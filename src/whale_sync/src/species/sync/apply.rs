use diesel::prelude::*;

use crate::species::repo::{delete_species, replace_aliases, upsert_species};
use crate::species::sync::diff::SpeciesDiff;

/// Apply the diff inside the current transaction.
/// Note: species rows go first so alias FKs resolve; deletes go last.
pub fn apply_diff(conn: &mut SqliteConnection, diff: &SpeciesDiff) -> anyhow::Result<()> {
    for s in diff.species_upsert.values() {
        upsert_species(conn, s)?;
    }
    for (id, aliases) in &diff.aliases_replace {
        replace_aliases(conn, id, aliases)?;
    }
    for id in &diff.species_delete {
        delete_species(conn, id)?;
    }
    Ok(())
}
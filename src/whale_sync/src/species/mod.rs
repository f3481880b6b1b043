//! Species subsystem.
//!
//! Groups the TOML catalog model, the DB repository helpers, catalog sync and
//! the in-memory [`AliasIndex`] used to resolve table labels to species ids.
//! See [`crate::species::config`] for the TOML model and helpers.

mod index;
pub mod config;
pub mod repo;
pub mod sync;

pub use index::{AliasIndex, AliasMap};
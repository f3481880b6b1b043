mod common;
use common::{assert_sqlite_pragmas, count, fk_check_empty, seeded_index, setup_db};

use diesel::QueryableByName;
use diesel::prelude::*;
use diesel::sql_query;
use diesel::sql_types::{Integer, Text};
use std::thread::sleep;
use std::time::Duration;

#[derive(QueryableByName)]
struct TblCnt {
    #[diesel(sql_type = Integer)]
    cnt: i32,
}
#[derive(QueryableByName)]
struct TimeStr {
    #[diesel(sql_type = Text)]
    t: String,
}

#[test]
fn migrations_apply_and_pragmas_are_set() {
    let (_db, mut conn) = setup_db();

    // PRAGMAs (WAL is a persistent property of the .db file; FKs/timeout are per-connection)
    assert_sqlite_pragmas(&mut conn);

    let tbls: TblCnt = sql_query(
        "SELECT COUNT(*) AS cnt
            FROM sqlite_master
            WHERE type='table'
            AND name IN ('species','species_alias','daily_report','observation');",
    )
    .get_result(&mut conn)
    .unwrap();
    assert_eq!(tbls.cnt, 4, "expected four tables to be present");
}

#[test]
fn catalog_is_seeded() {
    let (_db, mut conn) = setup_db();
    assert_eq!(count(&mut conn, "species"), 17);
    assert_eq!(count(&mut conn, "species_alias"), 61);
    fk_check_empty(&mut conn);

    let index = seeded_index(&mut conn);
    assert_eq!(index.len(), 61);
    assert_eq!(index.resolve("  Humpback   Whales ").as_deref(), Some("humpback-whale"));
    assert_eq!(index.resolve("Mola Mola").as_deref(), Some("sunfish"));
    assert_eq!(index.resolve("Risso\u{2019}s Dolphins").as_deref(), Some("rissos-dolphin"));
    assert_eq!(index.resolve("Killer Whales").as_deref(), Some("orca"));
    assert_eq!(index.resolve("sea lions"), None);
}

#[test]
fn updated_at_moves_on_update() {
    let (_db, mut conn) = setup_db();

    sql_query(
        "INSERT INTO daily_report (report_date, tours, status, fetched_at, source_url, checksum)
         VALUES ('2025-08-12', 14, 'ok', '2025-08-13T01:00:00.000Z', 'x', 'y');",
    )
    .execute(&mut conn)
    .unwrap();

    let before: TimeStr = sql_query("SELECT updated_at AS t FROM daily_report WHERE report_date='2025-08-12';")
        .get_result(&mut conn)
        .unwrap();

    // Millisecond precision; make sure the clock moves.
    sleep(Duration::from_millis(20));

    sql_query("UPDATE daily_report SET tours = 15 WHERE report_date='2025-08-12';")
        .execute(&mut conn)
        .unwrap();

    let after: TimeStr = sql_query("SELECT updated_at AS t FROM daily_report WHERE report_date='2025-08-12';")
        .get_result(&mut conn)
        .unwrap();

    assert_ne!(before.t, after.t, "updated_at should change on UPDATE");
}

#[test]
fn constraints_reject_bad_rows() {
    let (_db, mut conn) = setup_db();

    let bad_status = sql_query(
        "INSERT INTO daily_report (report_date, tours, status, fetched_at, source_url, checksum)
         VALUES ('2025-08-12', 1, 'rainy', 'now', 'x', 'y');",
    )
    .execute(&mut conn);
    assert!(bad_status.is_err());

    let negative_tours = sql_query(
        "INSERT INTO daily_report (report_date, tours, status, fetched_at, source_url, checksum)
         VALUES ('2025-08-12', -1, 'ok', 'now', 'x', 'y');",
    )
    .execute(&mut conn);
    assert!(negative_tours.is_err());

    sql_query(
        "INSERT INTO daily_report (report_date, tours, status, fetched_at, source_url, checksum)
         VALUES ('2025-08-12', 1, 'ok', 'now', 'x', 'y');",
    )
    .execute(&mut conn)
    .unwrap();
    let unknown_species =
        sql_query("INSERT INTO observation (report_date, species_id, individuals) VALUES ('2025-08-12', 'kraken', 1);")
            .execute(&mut conn);
    assert!(unknown_species.is_err(), "observation must reference a known species");

    sql_query("INSERT INTO observation (report_date, species_id, individuals) VALUES ('2025-08-12', 'orca', 2);")
        .execute(&mut conn)
        .unwrap();
    let restrict = sql_query("DELETE FROM species WHERE id = 'orca';").execute(&mut conn);
    assert!(restrict.is_err(), "observed species cannot be deleted");

    sql_query("DELETE FROM daily_report WHERE report_date = '2025-08-12';")
        .execute(&mut conn)
        .unwrap();
    assert_eq!(count(&mut conn, "observation"), 0, "observations cascade with their day");
}
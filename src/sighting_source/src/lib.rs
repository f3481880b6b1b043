//! Source side of the sighting pipeline: fetches the published whale-count page.
//!
//! The crate exposes one abstraction, [`fetcher::PageFetcher`], and one concrete
//! implementation, [`fetcher::http::HttpFetcher`]. Fetching never retries; a run
//! either gets a [`Document`] or a [`fetcher::errors::FetchError`] and the caller
//! (a scheduler) decides what happens next.

pub mod document;
pub mod fetcher;

pub use document::Document;
pub use fetcher::{PageFetcher, errors::FetchError, http::{FetcherConfig, HttpFetcher}};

==============================

INSTRUCTIONS TO FOLLOW —
Retype the listing above, word for word, from its first line to the line containing "the current transaction.", both ends included.

COMPLETED TASK —
filename src/whale_sync/src/species/sync/apply.rs
use diesel::prelude::*;

use crate::species::repo::{delete_species, replace_aliases, upsert_species};
use crate::species::sync::diff::SpeciesDiff;

/// Apply the diff inside the current transaction.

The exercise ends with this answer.